---------- Material supplied

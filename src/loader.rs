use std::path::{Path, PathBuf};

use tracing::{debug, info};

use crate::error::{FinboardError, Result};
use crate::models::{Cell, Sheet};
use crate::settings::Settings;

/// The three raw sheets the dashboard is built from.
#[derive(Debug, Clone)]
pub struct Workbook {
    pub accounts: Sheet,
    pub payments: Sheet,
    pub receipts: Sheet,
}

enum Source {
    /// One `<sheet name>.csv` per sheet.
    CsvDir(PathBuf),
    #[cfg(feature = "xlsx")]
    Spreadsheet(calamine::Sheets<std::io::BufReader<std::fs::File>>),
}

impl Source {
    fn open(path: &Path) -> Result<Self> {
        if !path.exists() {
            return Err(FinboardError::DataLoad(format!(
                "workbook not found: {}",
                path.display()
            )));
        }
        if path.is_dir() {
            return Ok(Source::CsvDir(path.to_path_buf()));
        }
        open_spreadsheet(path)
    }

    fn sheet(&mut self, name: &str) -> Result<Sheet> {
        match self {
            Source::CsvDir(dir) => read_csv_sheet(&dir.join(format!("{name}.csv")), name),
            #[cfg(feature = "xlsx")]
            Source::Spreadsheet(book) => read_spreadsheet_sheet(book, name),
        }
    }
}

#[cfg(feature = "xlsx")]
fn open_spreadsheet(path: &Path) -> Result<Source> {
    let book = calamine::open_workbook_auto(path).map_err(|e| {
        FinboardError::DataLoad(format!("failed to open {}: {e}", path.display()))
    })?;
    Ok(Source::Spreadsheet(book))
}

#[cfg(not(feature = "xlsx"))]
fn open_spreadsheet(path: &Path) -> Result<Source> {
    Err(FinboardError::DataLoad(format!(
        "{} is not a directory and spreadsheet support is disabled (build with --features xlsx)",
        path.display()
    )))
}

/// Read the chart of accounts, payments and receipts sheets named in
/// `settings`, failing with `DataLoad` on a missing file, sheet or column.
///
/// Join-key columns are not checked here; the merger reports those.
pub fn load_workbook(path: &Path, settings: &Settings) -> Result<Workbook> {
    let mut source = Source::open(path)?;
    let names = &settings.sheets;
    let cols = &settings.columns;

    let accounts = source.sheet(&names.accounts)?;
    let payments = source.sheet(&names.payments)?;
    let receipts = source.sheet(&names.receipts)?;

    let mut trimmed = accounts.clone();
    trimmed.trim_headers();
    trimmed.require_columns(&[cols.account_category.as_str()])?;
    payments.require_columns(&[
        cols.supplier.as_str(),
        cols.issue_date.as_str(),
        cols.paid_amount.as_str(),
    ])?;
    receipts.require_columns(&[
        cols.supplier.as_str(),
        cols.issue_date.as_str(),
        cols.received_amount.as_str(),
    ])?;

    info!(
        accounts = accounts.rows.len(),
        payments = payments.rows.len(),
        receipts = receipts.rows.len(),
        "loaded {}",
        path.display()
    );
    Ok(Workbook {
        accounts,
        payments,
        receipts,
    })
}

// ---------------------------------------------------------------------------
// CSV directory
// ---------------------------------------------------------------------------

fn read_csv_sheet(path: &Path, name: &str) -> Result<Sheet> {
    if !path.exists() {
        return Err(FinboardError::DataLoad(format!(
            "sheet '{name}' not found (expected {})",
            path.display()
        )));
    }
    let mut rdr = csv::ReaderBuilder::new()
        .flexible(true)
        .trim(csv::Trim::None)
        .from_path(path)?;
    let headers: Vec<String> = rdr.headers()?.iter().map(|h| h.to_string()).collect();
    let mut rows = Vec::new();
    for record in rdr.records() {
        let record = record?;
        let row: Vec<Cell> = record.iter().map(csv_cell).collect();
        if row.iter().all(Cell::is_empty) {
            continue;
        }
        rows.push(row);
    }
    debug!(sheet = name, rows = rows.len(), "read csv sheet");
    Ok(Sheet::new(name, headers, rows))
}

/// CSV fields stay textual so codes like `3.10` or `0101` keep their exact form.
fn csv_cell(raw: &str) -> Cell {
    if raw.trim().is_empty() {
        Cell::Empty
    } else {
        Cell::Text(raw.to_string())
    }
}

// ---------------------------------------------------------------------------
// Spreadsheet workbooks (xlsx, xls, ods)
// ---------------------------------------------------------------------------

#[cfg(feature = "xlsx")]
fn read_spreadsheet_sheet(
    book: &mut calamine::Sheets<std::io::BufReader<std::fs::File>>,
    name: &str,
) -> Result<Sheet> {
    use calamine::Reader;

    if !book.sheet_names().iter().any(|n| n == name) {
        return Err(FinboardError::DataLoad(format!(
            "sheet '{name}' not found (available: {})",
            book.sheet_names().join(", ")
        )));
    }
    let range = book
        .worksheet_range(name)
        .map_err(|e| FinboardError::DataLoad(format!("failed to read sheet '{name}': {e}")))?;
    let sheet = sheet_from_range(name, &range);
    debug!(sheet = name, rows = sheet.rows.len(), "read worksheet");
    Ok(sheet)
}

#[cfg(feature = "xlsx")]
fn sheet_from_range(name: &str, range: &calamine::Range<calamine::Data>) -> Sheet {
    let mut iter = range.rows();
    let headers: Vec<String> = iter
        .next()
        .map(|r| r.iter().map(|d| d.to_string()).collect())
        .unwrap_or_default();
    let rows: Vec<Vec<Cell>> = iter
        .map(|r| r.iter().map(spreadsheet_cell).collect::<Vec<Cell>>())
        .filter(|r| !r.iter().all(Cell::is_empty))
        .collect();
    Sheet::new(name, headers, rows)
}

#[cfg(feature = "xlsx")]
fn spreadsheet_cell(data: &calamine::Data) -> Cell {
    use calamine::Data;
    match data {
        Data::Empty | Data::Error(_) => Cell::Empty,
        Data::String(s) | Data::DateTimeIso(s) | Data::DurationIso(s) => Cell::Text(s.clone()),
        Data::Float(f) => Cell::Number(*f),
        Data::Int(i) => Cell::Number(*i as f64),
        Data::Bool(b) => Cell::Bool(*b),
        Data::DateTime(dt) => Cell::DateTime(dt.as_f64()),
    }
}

--------------------
---------- Material supplied

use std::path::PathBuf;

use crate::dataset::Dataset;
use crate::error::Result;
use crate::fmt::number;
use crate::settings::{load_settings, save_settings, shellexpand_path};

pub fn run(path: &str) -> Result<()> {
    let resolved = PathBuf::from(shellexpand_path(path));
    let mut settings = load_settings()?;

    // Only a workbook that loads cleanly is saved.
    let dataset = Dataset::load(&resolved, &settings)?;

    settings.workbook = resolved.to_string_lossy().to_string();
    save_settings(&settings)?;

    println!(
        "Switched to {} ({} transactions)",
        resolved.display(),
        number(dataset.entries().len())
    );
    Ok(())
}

--------------------

What the task asks ▸ Please show all lines from the entries that contain the word "format".

Exercise response ▸
            return Err(FinboardError::DataLoad(format!(
            Source::CsvDir(dir) => read_csv_sheet(&dir.join(format!("{name}.csv")), name),
        FinboardError::DataLoad(format!("failed to open {}: {e}", path.display()))
    Err(FinboardError::DataLoad(format!(
        return Err(FinboardError::DataLoad(format!(
        return Err(FinboardError::DataLoad(format!(
        .map_err(|e| FinboardError::DataLoad(format!("failed to read sheet '{name}': {e}")))?;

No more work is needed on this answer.